=== EXERCISE MATERIAL ===

//! Embedding model backend
//!
//! Scores triples from entity/relation embedding tables:
//! - TransE: score = -||h + r - t||₂ (higher is better, 0 is perfect)
//! - DistMult: score = Σ h·r·t

use std::path::Path;
use std::sync::Arc;

use ndarray::{Array2, ArrayView1};
use serde::{Deserialize, Serialize};

use kgc_core::{
    Candidate, KgcError, LinkPredictor, Result, Target, Triple, TripleQuery, Vocabulary,
};

// ============================================================================
// Model File
// ============================================================================

/// Scoring function applied to embedding rows
#[derive(Debug, Clone, Copy, Default, PartialEq, Eq, Serialize, Deserialize)]
#[serde(rename_all = "lowercase")]
pub enum Scoring {
    #[default]
    TransE,
    DistMult,
}

impl Scoring {
    pub fn as_str(&self) -> &'static str {
        match self {
            Self::TransE => "transe",
            Self::DistMult => "distmult",
        }
    }

    fn score(&self, h: ArrayView1<f32>, r: ArrayView1<f32>, t: ArrayView1<f32>) -> f32 {
        match self {
            Self::TransE => -(&h + &r - &t).mapv(|x| x * x).sum().sqrt(),
            Self::DistMult => (&h * &r * &t).sum(),
        }
    }
}

impl std::fmt::Display for Scoring {
    fn fmt(&self, f: &mut std::fmt::Formatter<'_>) -> std::fmt::Result {
        f.write_str(self.as_str())
    }
}

/// On-disk model format, rows indexed by vocabulary id
#[derive(Debug, Clone, Serialize, Deserialize)]
pub struct ModelFile {
    #[serde(default)]
    pub scoring: Scoring,
    pub dim: usize,
    pub entities: Vec<Vec<f32>>,
    pub relations: Vec<Vec<f32>>,
    /// Entity labels in id order, checked against the vocabulary when present
    #[serde(default, skip_serializing_if = "Option::is_none")]
    pub entity_labels: Option<Vec<String>>,
    /// Relation labels in id order, checked against the vocabulary when present
    #[serde(default, skip_serializing_if = "Option::is_none")]
    pub relation_labels: Option<Vec<String>>,
}

fn to_matrix(
    kind: &str,
    rows: Vec<Vec<f32>>,
    expected: usize,
    dim: usize,
) -> Result<Array2<f32>> {
    if rows.len() != expected {
        return Err(KgcError::ModelLoad(format!(
            "model has {} {kind} embeddings, vocabulary has {expected}",
            rows.len()
        )));
    }
    if let Some((idx, row)) = rows.iter().enumerate().find(|(_, row)| row.len() != dim) {
        return Err(KgcError::ModelLoad(format!(
            "{kind} embedding {idx} has dimension {}, expected {dim}",
            row.len()
        )));
    }

    let flat: Vec<f32> = rows.into_iter().flatten().collect();
    Array2::from_shape_vec((expected, dim), flat)
        .map_err(|e| KgcError::ModelLoad(format!("invalid {kind} matrix: {e}")))
}

fn check_labels(kind: &str, labels: Option<&[String]>, known: &[String]) -> Result<()> {
    match labels {
        Some(labels) if labels != known => Err(KgcError::ModelLoad(format!(
            "{kind} labels in model file do not match the training vocabulary"
        ))),
        _ => Ok(()),
    }
}

// ============================================================================
// Embedding Model
// ============================================================================

/// Pre-trained embedding model over a fixed vocabulary
#[derive(Debug, Clone)]
pub struct EmbeddingModel {
    scoring: Scoring,
    vocabulary: Arc<Vocabulary>,
    entities: Array2<f32>,
    relations: Array2<f32>,
    name: String,
}

impl EmbeddingModel {
    /// Create a model from embedding matrices (one row per vocabulary id)
    pub fn new(
        scoring: Scoring,
        vocabulary: Arc<Vocabulary>,
        entities: Array2<f32>,
        relations: Array2<f32>,
    ) -> Result<Self> {
        if entities.nrows() != vocabulary.num_entities() {
            return Err(KgcError::ModelLoad(format!(
                "model has {} entity embeddings, vocabulary has {}",
                entities.nrows(),
                vocabulary.num_entities()
            )));
        }
        if relations.nrows() != vocabulary.num_relations() {
            return Err(KgcError::ModelLoad(format!(
                "model has {} relation embeddings, vocabulary has {}",
                relations.nrows(),
                vocabulary.num_relations()
            )));
        }
        if entities.ncols() != relations.ncols() {
            return Err(KgcError::ModelLoad(format!(
                "entity dimension {} differs from relation dimension {}",
                entities.ncols(),
                relations.ncols()
            )));
        }

        Ok(Self {
            name: format!("{scoring}-{}d", entities.ncols()),
            scoring,
            vocabulary,
            entities,
            relations,
        })
    }

    /// Build from a parsed model file
    pub fn from_model_file(file: ModelFile, vocabulary: Arc<Vocabulary>) -> Result<Self> {
        check_labels("entity", file.entity_labels.as_deref(), vocabulary.entities.labels())?;
        check_labels(
            "relation",
            file.relation_labels.as_deref(),
            vocabulary.relations.labels(),
        )?;

        let entities = to_matrix("entity", file.entities, vocabulary.num_entities(), file.dim)?;
        let relations = to_matrix(
            "relation",
            file.relations,
            vocabulary.num_relations(),
            file.dim,
        )?;

        Self::new(file.scoring, vocabulary, entities, relations)
    }

    /// Load a JSON model file trained over `vocabulary`
    pub fn load(path: impl AsRef<Path>, vocabulary: Arc<Vocabulary>) -> Result<Self> {
        let path = path.as_ref();
        let content = std::fs::read_to_string(path).map_err(|e| KgcError::Io {
            path: path.to_path_buf(),
            source: e,
        })?;
        let file: ModelFile = serde_json::from_str(&content)
            .map_err(|e| KgcError::ModelLoad(format!("{}: {e}", path.display())))?;

        let model = Self::from_model_file(file, vocabulary)?;
        tracing::info!(
            path = %path.display(),
            model = model.name(),
            entities = model.entities.nrows(),
            relations = model.relations.nrows(),
            "Embedding model loaded"
        );
        Ok(model)
    }

    /// Serialize to the on-disk format, labels included
    pub fn to_model_file(&self) -> ModelFile {
        ModelFile {
            scoring: self.scoring,
            dim: self.dim(),
            entities: self.entities.rows().into_iter().map(|r| r.to_vec()).collect(),
            relations: self.relations.rows().into_iter().map(|r| r.to_vec()).collect(),
            entity_labels: Some(self.vocabulary.entities.labels().to_vec()),
            relation_labels: Some(self.vocabulary.relations.labels().to_vec()),
        }
    }

    /// Write the model as JSON
    pub fn save(&self, path: impl AsRef<Path>) -> Result<()> {
        let path = path.as_ref();
        let json = serde_json::to_string(&self.to_model_file())
            .map_err(|e| KgcError::Other(e.into()))?;
        std::fs::write(path, json).map_err(|e| KgcError::Io {
            path: path.to_path_buf(),
            source: e,
        })
    }

    pub fn scoring(&self) -> Scoring {
        self.scoring
    }

    pub fn dim(&self) -> usize {
        self.entities.ncols()
    }

    pub fn vocabulary(&self) -> &Arc<Vocabulary> {
        &self.vocabulary
    }

    fn score_ids(&self, head: usize, relation: usize, tail: usize) -> f32 {
        self.scoring.score(
            self.entities.row(head),
            self.relations.row(relation),
            self.entities.row(tail),
        )
    }

    /// Score every id for `target` with the other two positions fixed
    fn score_all(&self, target: Target, query: &TripleQuery) -> Result<Vec<(usize, f32)>> {
        let vocab = &self.vocabulary;
        let entity = |t: Target| vocab.entity_id(query.get(t).unwrap_or_default());
        let relation = || vocab.relation_id(query.relation.as_deref().unwrap_or_default());

        let scores = match target {
            Target::Head => {
                let (r, t) = (relation()?, entity(Target::Tail)?);
                (0..vocab.num_entities())
                    .map(|h| (h, self.score_ids(h, r, t)))
                    .collect()
            }
            Target::Relation => {
                let (h, t) = (entity(Target::Head)?, entity(Target::Tail)?);
                (0..vocab.num_relations())
                    .map(|r| (r, self.score_ids(h, r, t)))
                    .collect()
            }
            Target::Tail => {
                let (h, r) = (entity(Target::Head)?, relation()?);
                (0..vocab.num_entities())
                    .map(|t| (t, self.score_ids(h, r, t)))
                    .collect()
            }
        };
        Ok(scores)
    }
}

impl LinkPredictor for EmbeddingModel {
    fn rank_candidates(&self, query: &TripleQuery) -> Result<Vec<Candidate>> {
        let target = query.require_target()?;
        let mut scores = self.score_all(target, query)?;

        // Stable sort keeps id order among ties
        scores.sort_by(|a, b| b.1.total_cmp(&a.1));

        let labels = if target.is_entity() {
            &self.vocabulary.entities
        } else {
            &self.vocabulary.relations
        };

        Ok(scores
            .into_iter()
            .filter_map(|(id, score)| labels.label(id).map(|label| Candidate::new(label, score)))
            .collect())
    }

    fn score(&self, triple: &Triple) -> Result<f32> {
        let mapped = self.vocabulary.map_triple(triple)?;
        Ok(self.score_ids(mapped.head, mapped.relation, mapped.tail))
    }

    fn name(&self) -> &str {
        &self.name
    }
}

===

**THE TASK:** Repeat only what lies between the first line of the data and the line containing "Relation labels in", both of those lines included, exactly as it stands.

**OUTPUT:**
//! Embedding model backend
//!
//! Scores triples from entity/relation embedding tables:
//! - TransE: score = -||h + r - t||₂ (higher is better, 0 is perfect)
//! - DistMult: score = Σ h·r·t

use std::path::Path;
use std::sync::Arc;

use ndarray::{Array2, ArrayView1};
use serde::{Deserialize, Serialize};

use kgc_core::{
    Candidate, KgcError, LinkPredictor, Result, Target, Triple, TripleQuery, Vocabulary,
};

// ============================================================================
// Model File
// ============================================================================

/// Scoring function applied to embedding rows
#[derive(Debug, Clone, Copy, Default, PartialEq, Eq, Serialize, Deserialize)]
#[serde(rename_all = "lowercase")]
pub enum Scoring {
    #[default]
    TransE,
    DistMult,
}

impl Scoring {
    pub fn as_str(&self) -> &'static str {
        match self {
            Self::TransE => "transe",
            Self::DistMult => "distmult",
        }
    }

    fn score(&self, h: ArrayView1<f32>, r: ArrayView1<f32>, t: ArrayView1<f32>) -> f32 {
        match self {
            Self::TransE => -(&h + &r - &t).mapv(|x| x * x).sum().sqrt(),
            Self::DistMult => (&h * &r * &t).sum(),
        }
    }
}

impl std::fmt::Display for Scoring {
    fn fmt(&self, f: &mut std::fmt::Formatter<'_>) -> std::fmt::Result {
        f.write_str(self.as_str())
    }
}

/// On-disk model format, rows indexed by vocabulary id
#[derive(Debug, Clone, Serialize, Deserialize)]
pub struct ModelFile {
    #[serde(default)]
    pub scoring: Scoring,
    pub dim: usize,
    pub entities: Vec<Vec<f32>>,
    pub relations: Vec<Vec<f32>>,
    /// Entity labels in id order, checked against the vocabulary when present
    #[serde(default, skip_serializing_if = "Option::is_none")]
    pub entity_labels: Option<Vec<String>>,
    /// Relation labels in id order, checked against the vocabulary when present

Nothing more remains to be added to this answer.